▶ **What is expected**
Repeat, exactly as written, the lines of the records below from the first through the line with "Eq, Serialize, Deserialize)]", but none past it.

Source data section start

//! The built-in recipe catalog: an immutable list of candidate recipes the
//! matcher scores against. Callers receive it as a value and may substitute
//! their own, so nothing in the crate depends on process-wide state.

use serde::{Deserialize, Serialize};
use std::sync::OnceLock;

#[derive(Debug, Clone, Copy, PartialEq, Eq, Serialize, Deserialize)]
#[serde(rename_all = "lowercase")]
pub enum Difficulty {
    Easy,
    Medium,
    Hard,
}

impl Difficulty {
    pub fn as_str(&self) -> &'static str {
        match self {
            Difficulty::Easy => "easy",
            Difficulty::Medium => "medium",
            Difficulty::Hard => "hard",
        }
    }
}

/// Per-serving macros for a catalog entry.
#[derive(Debug, Clone, Copy, Serialize, Deserialize)]
pub struct Nutrition {
    pub calories: u32,
    pub protein: u32,
    pub carbs: u32,
    pub fat: u32,
}

#[derive(Debug, Clone, Serialize, Deserialize)]
pub struct CatalogRecipe {
    pub id: i32,
    pub name: String,
    pub description: String,
    /// Required ingredient names, already lower-cased.
    pub ingredients: Vec<String>,
    pub instructions: Vec<String>,
    pub prep_time: u32,
    pub cook_time: u32,
    pub servings: u32,
    pub difficulty: Difficulty,
    pub cuisine: String,
    pub dietary_tags: Vec<String>,
    pub nutrition: Nutrition,
}

impl CatalogRecipe {
    pub fn total_time(&self) -> u32 {
        self.prep_time + self.cook_time
    }
}

fn strings(items: &[&str]) -> Vec<String> {
    items.iter().map(|s| s.to_string()).collect()
}

/// The built-in five-entry catalog.
pub fn builtin() -> &'static [CatalogRecipe] {
    static CATALOG: OnceLock<Vec<CatalogRecipe>> = OnceLock::new();
    CATALOG.get_or_init(|| {
        vec![
            CatalogRecipe {
                id: 1,
                name: "Chicken Stir Fry".to_string(),
                description: "Quick and healthy stir fry with chicken and vegetables".to_string(),
                ingredients: strings(&[
                    "chicken breast",
                    "bell pepper",
                    "onion",
                    "garlic",
                    "soy sauce",
                    "oil",
                ]),
                instructions: strings(&[
                    "Cut chicken into strips",
                    "Heat oil in wok or large pan",
                    "Cook chicken until golden",
                    "Add vegetables and stir fry",
                    "Add soy sauce and seasonings",
                    "Serve hot with rice",
                ]),
                prep_time: 15,
                cook_time: 20,
                servings: 4,
                difficulty: Difficulty::Easy,
                cuisine: "asian".to_string(),
                dietary_tags: strings(&["high-protein", "gluten-free-option"]),
                nutrition: Nutrition {
                    calories: 320,
                    protein: 28,
                    carbs: 12,
                    fat: 18,
                },
            },
            CatalogRecipe {
                id: 2,
                name: "Vegetable Pasta".to_string(),
                description: "Creamy pasta with seasonal vegetables".to_string(),
                ingredients: strings(&[
                    "pasta", "zucchini", "tomato", "garlic", "cream", "parmesan", "basil",
                ]),
                instructions: strings(&[
                    "Cook pasta according to package directions",
                    "Sauté vegetables in olive oil",
                    "Add cream and simmer",
                    "Toss with cooked pasta",
                    "Add parmesan and basil",
                    "Season and serve",
                ]),
                prep_time: 10,
                cook_time: 25,
                servings: 4,
                difficulty: Difficulty::Easy,
                cuisine: "italian".to_string(),
                dietary_tags: strings(&["vegetarian"]),
                nutrition: Nutrition {
                    calories: 420,
                    protein: 15,
                    carbs: 52,
                    fat: 16,
                },
            },
            CatalogRecipe {
                id: 3,
                name: "Apple Cinnamon Oatmeal".to_string(),
                description: "Warm and comforting breakfast with fresh apples".to_string(),
                ingredients: strings(&["oats", "apple", "cinnamon", "milk", "honey", "nuts"]),
                instructions: strings(&[
                    "Dice apple into small pieces",
                    "Cook oats with milk",
                    "Add apple and cinnamon",
                    "Simmer until tender",
                    "Sweeten with honey",
                    "Top with nuts",
                ]),
                prep_time: 5,
                cook_time: 15,
                servings: 2,
                difficulty: Difficulty::Easy,
                cuisine: "american".to_string(),
                dietary_tags: strings(&["vegetarian", "healthy", "breakfast"]),
                nutrition: Nutrition {
                    calories: 280,
                    protein: 8,
                    carbs: 45,
                    fat: 8,
                },
            },
            CatalogRecipe {
                id: 4,
                name: "Salmon with Vegetables".to_string(),
                description: "Baked salmon with roasted seasonal vegetables".to_string(),
                ingredients: strings(&[
                    "salmon",
                    "broccoli",
                    "carrot",
                    "lemon",
                    "olive oil",
                    "herbs",
                ]),
                instructions: strings(&[
                    "Preheat oven to 400°F",
                    "Season salmon with herbs",
                    "Cut vegetables into pieces",
                    "Toss vegetables with oil",
                    "Bake salmon and vegetables",
                    "Serve with lemon",
                ]),
                prep_time: 15,
                cook_time: 25,
                servings: 2,
                difficulty: Difficulty::Medium,
                cuisine: "mediterranean".to_string(),
                dietary_tags: strings(&["high-protein", "healthy", "gluten-free"]),
                nutrition: Nutrition {
                    calories: 380,
                    protein: 32,
                    carbs: 15,
                    fat: 22,
                },
            },
            CatalogRecipe {
                id: 5,
                name: "Banana Smoothie".to_string(),
                description: "Creamy and nutritious breakfast smoothie".to_string(),
                ingredients: strings(&["banana", "milk", "yogurt", "honey", "oats", "berries"]),
                instructions: strings(&[
                    "Peel and slice banana",
                    "Add all ingredients to blender",
                    "Blend until smooth",
                    "Add ice if desired",
                    "Pour into glass",
                    "Garnish with berries",
                ]),
                prep_time: 5,
                cook_time: 0,
                servings: 1,
                difficulty: Difficulty::Easy,
                cuisine: "american".to_string(),
                dietary_tags: strings(&["vegetarian", "healthy", "breakfast", "quick"]),
                nutrition: Nutrition {
                    calories: 320,
                    protein: 12,
                    carbs: 58,
                    fat: 6,
                },
            },
        ]
    })
}

/// Linear scan by id. The catalog is small and fixed, so nothing fancier
/// is warranted.
pub fn find_by_id(catalog: &[CatalogRecipe], id: i32) -> Option<&CatalogRecipe> {
    catalog.iter().find(|r| r.id == id)
}

#[cfg(test)]
mod tests {
    use super::*;

    #[test]
    fn builtin_catalog_has_five_entries_with_sequential_ids() {
        let catalog = builtin();
        assert_eq!(catalog.len(), 5);
        let ids: Vec<i32> = catalog.iter().map(|r| r.id).collect();
        assert_eq!(ids, vec![1, 2, 3, 4, 5]);
    }

    #[test]
    fn every_entry_has_required_ingredients() {
        for recipe in builtin() {
            assert!(
                !recipe.ingredients.is_empty(),
                "{} has no ingredients",
                recipe.name
            );
        }
    }

    #[test]
    fn ingredient_names_are_lower_cased() {
        for recipe in builtin() {
            for ing in &recipe.ingredients {
                assert_eq!(ing, &ing.to_lowercase());
            }
        }
    }

    #[test]
    fn find_by_id_hits_and_misses() {
        let catalog = builtin();
        assert_eq!(find_by_id(catalog, 4).map(|r| r.name.as_str()), Some("Salmon with Vegetables"));
        assert!(find_by_id(catalog, 99).is_none());
    }
}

Source data section end

▶ **Exercise response**
//! The built-in recipe catalog: an immutable list of candidate recipes the
//! matcher scores against. Callers receive it as a value and may substitute
//! their own, so nothing in the crate depends on process-wide state.

use serde::{Deserialize, Serialize};
use std::sync::OnceLock;

#[derive(Debug, Clone, Copy, PartialEq, Eq, Serialize, Deserialize)]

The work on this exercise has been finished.